The absurdity of not writing poems

I've been reading the lectures of Nobel literature laureates. There are some exalted names among them, but the one I liked best was a name I didn't know and couldn't possibly pronounce. Wislawa Szymborska was a Polish poet, a contemporary of Czeslaw Milosz and Zbigniew Herbert, who died last year at 88. She won the Nobel in 1996, and spoke in her acceptance lecture about poetry as an occupation, and inspiration as something that attends any kind of work done with love and imagination. Inspiration, she says, comes out of a continuous “I don’t know.” In praise of this phrase she says: “It’s small, but it flies on mighty wings. It expands our lives to include the spaces within us as well as those outer expanses in which our tiny earth hangs suspended.” Poets in particular are inspired by it, and every poem is a makeshift answer to it.

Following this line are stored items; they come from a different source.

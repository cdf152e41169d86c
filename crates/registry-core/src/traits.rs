//! Core traits for the coordination-service driver.

use std::{sync::Arc, time::Duration};

use async_trait::async_trait;
use futures::stream::BoxStream;

use crate::{
    Acl, CreateMode, ExponentialBackoff, SessionState, StoreError, WatchEvent,
    auth::AuthInfo,
    node::{SessionId, Stat},
};

/// Stream of change notifications for a subtree.
///
/// Ends when the session closes.
pub type WatchStream = BoxStream<'static, WatchEvent>;

/// Options for starting a session.
#[derive(Debug, Clone)]
pub struct SessionOptions {
    /// Server addresses (`host:port`).
    pub servers: Vec<String>,
    /// Backoff applied between connection attempts.
    pub retry: ExponentialBackoff,
    /// Session timeout override.
    pub session_timeout: Option<Duration>,
    /// Connection timeout override.
    pub connection_timeout: Option<Duration>,
    /// Credentials added once the session connects.
    pub auth: Option<AuthInfo>,
}

/// Options for creating a node.
#[derive(Debug, Clone, PartialEq, Eq)]
pub struct CreateOptions {
    pub mode: CreateMode,
    pub acl: Vec<Acl>,
    /// Create missing ancestors as persistent nodes with the same ACL.
    pub create_parents: bool,
}

impl CreateOptions {
    #[must_use]
    pub const fn new(mode: CreateMode, acl: Vec<Acl>) -> Self {
        Self {
            mode,
            acl,
            create_parents: false,
        }
    }

    #[must_use]
    pub const fn creating_parents(mut self) -> Self {
        self.create_parents = true;
        self
    }
}

/// Trait for coordination-service drivers.
#[async_trait]
pub trait CoordinationDriver: Send + Sync {
    /// Start a session. Returns immediately; connection happens in the
    /// background.
    async fn connect(&self, options: SessionOptions) -> Result<Arc<dyn DriverSession>, StoreError>;
}

/// A live session to the remote store.
///
/// All paths are absolute store paths.
#[async_trait]
pub trait DriverSession: Send + Sync {
    /// Session identifier.
    fn id(&self) -> SessionId;

    /// Current connection state.
    fn state(&self) -> SessionState;

    /// Wait until connected. Returns `false` if `timeout` elapses first.
    async fn block_until_connected(&self, timeout: Duration) -> Result<bool, StoreError>;

    /// Create a node. Returns the created path, including any sequential suffix.
    async fn create(
        &self,
        path: &str,
        data: &[u8],
        options: &CreateOptions,
    ) -> Result<String, StoreError>;

    /// Get node payload and metadata.
    async fn get_data(&self, path: &str) -> Result<(Vec<u8>, Stat), StoreError>;

    /// Overwrite node payload.
    async fn set_data(&self, path: &str, data: &[u8]) -> Result<Stat, StoreError>;

    /// Delete a node, and its descendants when `recursive` is set.
    async fn delete(&self, path: &str, recursive: bool) -> Result<(), StoreError>;

    /// Node metadata, or `None` if it does not exist.
    async fn exists(&self, path: &str) -> Result<Option<Stat>, StoreError>;

    /// Direct child names, in no particular order.
    async fn get_children(&self, path: &str) -> Result<Vec<String>, StoreError>;

    /// Watch `path` and all its descendants until the stream is dropped.
    async fn watch(&self, path: &str) -> Result<WatchStream, StoreError>;

    /// Close the session.
    async fn close(&self) -> Result<(), StoreError>;
}

/// Chooses ACLs for created nodes.
pub trait AclProvider: Send + Sync {
    fn default_acl(&self) -> Vec<Acl>;

    fn acl_for_path(&self, path: &str) -> Vec<Acl>;
}

/// Nodes are open to everyone.
#[derive(Debug, Clone, Copy, Default)]
pub struct OpenAclProvider;

impl AclProvider for OpenAclProvider {
    fn default_acl(&self) -> Vec<Acl> {
        vec![Acl::AnyoneAll]
    }

    fn acl_for_path(&self, _path: &str) -> Vec<Acl> {
        self.default_acl()
    }
}

/// Nodes are restricted to the identity that created them.
#[derive(Debug, Clone, Copy, Default)]
pub struct CreatorAclProvider;

impl AclProvider for CreatorAclProvider {
    fn default_acl(&self) -> Vec<Acl> {
        vec![Acl::CreatorAll]
    }

    fn acl_for_path(&self, _path: &str) -> Vec<Acl> {
        vec![Acl::CreatorAll]
    }
}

This poem, “Possibilities", seems much more positive. These things, at least, she already knows.

I prefer movies.
I prefer cats.
I prefer the oaks along the Warta.
I prefer Dickens to Dostoyevsky.
I prefer myself liking people
to myself loving mankind.
I prefer keeping a needle and thread on hand, just in case.
I prefer the color green.
I prefer not to maintain
that reason is to blame for everything.
I prefer exceptions.
I prefer to leave early.
I prefer talking to doctors about something else.
I prefer the old fine-lined illustrations.
I prefer the absurdity of writing poems
to the absurdity of not writing poems.
I prefer, where love's concerned, nonspecific anniversaries
that can be celebrated every day.
I prefer moralists
who promise me nothing.
I prefer cunning kindness to the over-trustful kind.
I prefer the earth in civvies.
I prefer conquered to conquering countries.
I prefer having some reservations.
I prefer the hell of chaos to the hell of order.
I prefer Grimms' fairy tales to the newspapers' front pages.
I prefer leaves without flowers to flowers without leaves.
I prefer dogs with uncropped tails.
I prefer light eyes, since mine are dark.
I prefer desk drawers.
I prefer many things that I haven't mentioned here
to many things I've also left unsaid.
I prefer zeroes on the loose
to those lined up behind a cipher.
I prefer the time of insects to the time of stars.
I prefer to knock on wood.
I prefer not to ask how much longer and when.
I prefer keeping in mind even the possibility
that existence has its own reason for being.

Catch the heart off guard

Looking through previous Nobel literature winners for a poem, I had to go back as far as 1995 to find a winner who was primarily a poet. From Seamus Heaney, I liked this beachy poem “Postscript.” 

And some time make the time to drive out west

Into County Clare, along the Flaggy Shore,
In September or October, when the wind
And the light are working off each other
So that the ocean on one side is wild
With foam and glitter, and inland among stones
The surface of a slate-grey lake is lit
By the earthed lightening of a flock of swans,
Their feathers roughed and ruffling, white on white,
Their fully-grown headstrong-looking heads
Tucked or cresting or busy underwater.
Useless to think you'll park or capture it
More thoroughly. You are neither here nor there,
A hurry through which known and strange things pass
As big soft buffetings come at the car sideways
And catch the heart off guard and blow it open.